On 09/28/2016 05:41 AM, Richard Biener wrote:
Currently strided SLP vectorization creates vector constructors composed
of vector elements. This is a constructor form that is not handled
specially by the expander but it gets expanded via piecewise stores
to scratch memory and a load of that scratch memory.
Ugh. Yup, obviously bad, even without store forwarding.
does not work on any CPU I know of). The following patch simply avoids
the issue by making the vectorizer create integer loads, composing
a vector of that integers and then punning that to the desired vector
type. Thus (V4SF){V2SF, V2SF} becomes (V4SF)(V2DI){DI, DI} and
every body is happy. Especially x264 gets a 5-10% improvement
(dependent on vector size and x86 sub-architecture).

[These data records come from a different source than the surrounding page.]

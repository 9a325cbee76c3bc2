//! Wires configuration into a running [`Orchestrator`].

use crate::config::{ServerConfig, StoreBackend};
use crate::error::StoreError;
use crate::generation::ContentGenerator;
use crate::llm::{LlmClient, OfflineGenerator, TextGenerator};
use crate::orchestrator::{Orchestrator, PlaySettings};
use crate::store::{GameStore, MemoryStore, SqliteStore};
use std::sync::Arc;
use std::time::Duration;
use tracing::{info, instrument, warn};

/// Picks the text generator: the configured model, or offline when it is
/// disabled or its API key is missing.
#[instrument(skip(config))]
pub fn text_generator(config: &ServerConfig) -> Arc<dyn TextGenerator> {
    if !config.llm().enabled() {
        info!("Text generation disabled, serving fallback content");
        return Arc::new(OfflineGenerator);
    }
    match config.llm().create_llm_config() {
        Ok(llm) => Arc::new(LlmClient::new(llm)),
        Err(e) => {
            warn!(error = %e, "No model available, serving fallback content");
            Arc::new(OfflineGenerator)
        }
    }
}

/// Opens the configured store.
///
/// # Errors
///
/// Returns [`StoreError`] if the SQLite database cannot be opened.
#[instrument(skip(config))]
pub fn game_store(config: &ServerConfig) -> Result<Arc<dyn GameStore>, StoreError> {
    let store: Arc<dyn GameStore> = match config.store().backend() {
        StoreBackend::Memory => Arc::new(MemoryStore::new()),
        StoreBackend::Sqlite => Arc::new(SqliteStore::open(config.store().path().clone())?),
    };
    Ok(store)
}

/// Builds an orchestrator from configuration.
///
/// `seed` makes verdict rolls repeatable.
///
/// # Errors
///
/// Returns [`StoreError`] if the store cannot be opened.
pub fn orchestrator(config: &ServerConfig, seed: Option<u64>) -> Result<Orchestrator, StoreError> {
    let generator = text_generator(config);
    let rules = config.content().clone();
    let settings = config.generation().clone();
    let content = match seed {
        Some(seed) => ContentGenerator::seeded(generator, rules, settings, seed),
        None => ContentGenerator::new(generator, rules, settings),
    };
    let server = config.server();
    let play = PlaySettings::default()
        .with_ttl(config.store().ttl())
        .with_bot_think(Duration::from_millis(*server.bot_think_ms()))
        .with_max_bot_steps(*server.max_bot_steps());
    Ok(Orchestrator::new(
        game_store(config)?,
        Arc::new(content),
        play,
    ))
}
//! Scenario contract: the danger each player faces on their turn.

use super::{Contract, Violation, text, verdict_of};
use crate::ContentRules;
use regex::Regex;
use serde::{Deserialize, Serialize};
use std::sync::LazyLock;
use tracing::{debug, instrument};

static ENDING: LazyLock<Regex> =
    LazyLock::new(|| Regex::new(r"(?i)what\s+do\s+you\s+do\s*\?").expect("static regex"));

static LABEL: LazyLock<Regex> =
    LazyLock::new(|| Regex::new(r"(?i)^\s*scenario\s*(?:\d+)?\s*[:\-]\s*").expect("static regex"));

/// A validated two-sentence danger scenario.
#[derive(Debug, Clone, PartialEq, Eq, Serialize, Deserialize)]
#[serde(transparent)]
pub struct Scenario(String);

impl Scenario {
    /// Wraps scenario text.
    pub fn new(text: impl Into<String>) -> Self {
        Self(text.into())
    }

    /// Returns the scenario text.
    pub fn text(&self) -> &str {
        &self.0
    }

    /// Consumes the scenario, returning its text.
    pub fn into_text(self) -> String {
        self.0
    }
}

impl std::fmt::Display for Scenario {
    fn fmt(&self, f: &mut std::fmt::Formatter<'_>) -> std::fmt::Result {
        f.write_str(&self.0)
    }
}

/// Rules a scenario must satisfy, including the recent-history denylist.
#[derive(Debug, Clone, Copy)]
pub struct ScenarioContract<'a> {
    rules: &'a ContentRules,
    recent: &'a [String],
}

impl<'a> ScenarioContract<'a> {
    /// Creates a contract that rejects any of the `recent` scenarios.
    pub fn new(rules: &'a ContentRules, recent: &'a [String]) -> Self {
        Self { rules, recent }
    }

    /// Returns true if `candidate` repeats a recent scenario.
    pub fn is_recent(&self, candidate: &str) -> bool {
        let normalized = text::normalize(candidate);
        self.recent.iter().any(|seen| text::normalize(seen) == normalized)
    }
}

impl Contract for ScenarioContract<'_> {
    type Value = Scenario;

    fn name(&self) -> &'static str {
        "scenario"
    }

    #[instrument(skip(self, raw), fields(raw_len = raw.len()))]
    fn parse(&self, raw: &str) -> Result<Scenario, Vec<Violation>> {
        let body = text::strip_preamble(raw);
        let body = LABEL.replace(&body, "");
        let mut body = text::collapse_whitespace(&body);

        // Anything after the closing question is commentary.
        let ending = self.rules.scenario_ending();
        if let Some(found) = ENDING.find(&body) {
            body = format!("{}{}", &body[..found.start()], ending);
        }

        let body = text::strip_decorations(&body);
        if body.is_empty() {
            return Err(vec![Violation::new("format", "the response contained no scenario text")]);
        }
        debug!(words = text::word_count(&body), "Parsed scenario");
        Ok(Scenario(body))
    }

    #[instrument(skip(self, value))]
    fn validate(&self, value: &Scenario) -> Result<(), Vec<Violation>> {
        let mut violations = Vec::new();
        let body = value.text();

        let sentences = text::sentences(body);
        let wanted = *self.rules.scenario_sentences();
        if sentences.len() != wanted {
            violations.push(Violation::new(
                "sentence-count",
                format!("write exactly {wanted} sentences, not {}", sentences.len()),
            ));
        }

        let words = text::word_count(body);
        let range = self.rules.scenario_words();
        if !range.contains(words) {
            violations.push(Violation::new(
                "word-count",
                format!("use {range} words in total, not {words}"),
            ));
        }

        let ending = self.rules.scenario_ending();
        if !sentences.last().is_some_and(|last| last.ends_with(ending.as_str())) {
            violations.push(Violation::new(
                "ending",
                format!("the second sentence must end with the exact question \"{ending}\""),
            ));
        }

        if let Some(trope) = self.rules.find_trope(body) {
            violations.push(Violation::new(
                "banned-trope",
                format!("do not use the overused hazard \"{trope}\""),
            ));
        }

        if self.is_recent(body) {
            violations.push(Violation::new(
                "repeat",
                "this scenario was used recently; invent a different danger",
            ));
        }

        verdict_of(violations)
    }
}

#[cfg(test)]
mod tests {
    use super::*;

    const VALID: &str = "A swarm of angry hornets pours out of the hollow oak beside the trail, \
        and you could either dive into the cold creek below or wrap your jacket around \
        your head and walk calmly away. What do you do?";

    #[test]
    fn test_accepts_well_formed_scenario() {
        let rules = ContentRules::default();
        let contract = ScenarioContract::new(&rules, &[]);
        assert!(contract.accept(VALID).is_ok());
    }

    #[test]
    fn test_strips_commentary_and_trailing_text() {
        let rules = ContentRules::default();
        let contract = ScenarioContract::new(&rules, &[]);
        let raw = format!("Sure! Here's one:\n\n{}\n\nLet me know if you want another!", VALID);
        let scenario = contract.accept(&raw).unwrap();
        assert!(scenario.text().ends_with("What do you do?"));
        assert!(!scenario.text().contains("Let me know"));
    }

    #[test]
    fn test_canonicalizes_lowercase_ending() {
        let rules = ContentRules::default();
        let contract = ScenarioContract::new(&rules, &[]);
        let raw = VALID.replace("What do you do?", "what do you do ?");
        let scenario = contract.accept(&raw).unwrap();
        assert!(scenario.text().ends_with("What do you do?"));
    }

    #[test]
    fn test_rejects_three_sentences() {
        let rules = ContentRules::default();
        let contract = ScenarioContract::new(&rules, &[]);
        let raw = VALID.replace("below or", "below. Or");
        let violations = contract.accept(&raw).unwrap_err();
        assert!(violations.iter().any(|v| v.rule == "sentence-count"));
    }

    #[test]
    fn test_rejects_recent_repeat() {
        let rules = ContentRules::default();
        let recent = vec![VALID.to_uppercase()];
        let contract = ScenarioContract::new(&rules, &recent);
        let violations = contract.accept(VALID).unwrap_err();
        assert!(violations.iter().any(|v| v.rule == "repeat"));
    }

    #[test]
    fn test_rejects_banned_trope() {
        let rules = ContentRules::default();
        let contract = ScenarioContract::new(&rules, &[]);
        let raw = VALID.replace("cold creek below", "spike pit below");
        let violations = contract.accept(&raw).unwrap_err();
        assert!(violations.iter().any(|v| v.rule == "banned-trope"));
    }

    #[test]
    fn test_rejects_missing_question() {
        let rules = ContentRules::default();
        let contract = ScenarioContract::new(&rules, &[]);
        let raw = VALID.replace(" What do you do?", " Choose quickly.");
        let violations = contract.accept(&raw).unwrap_err();
        assert!(violations.iter().any(|v| v.rule == "ending"));
    }
}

Seems reasonable to me -- there's not a lot of difference (conceptually)
to how we've used SImode constants to construct DFmode constants in the
past.
Handling the vector-vector constructors on the expander side would
require either similar punning or making vec_init parametric on
the element mode plus supporting vector elements in all targets
(which in the end probably will simply pun them similarly).
Bootstrap and regtest running on x86_64-unknown-linux-gnu.
Any comments?
Thanks,
Richard.
2016-09-28 Richard Biener <rguent...@suse.de>
* tree-vect-stmts.c (vectorizable_load): Avoid emitting vector
constructors with vector elements.
Seems quite reasonable.
jeff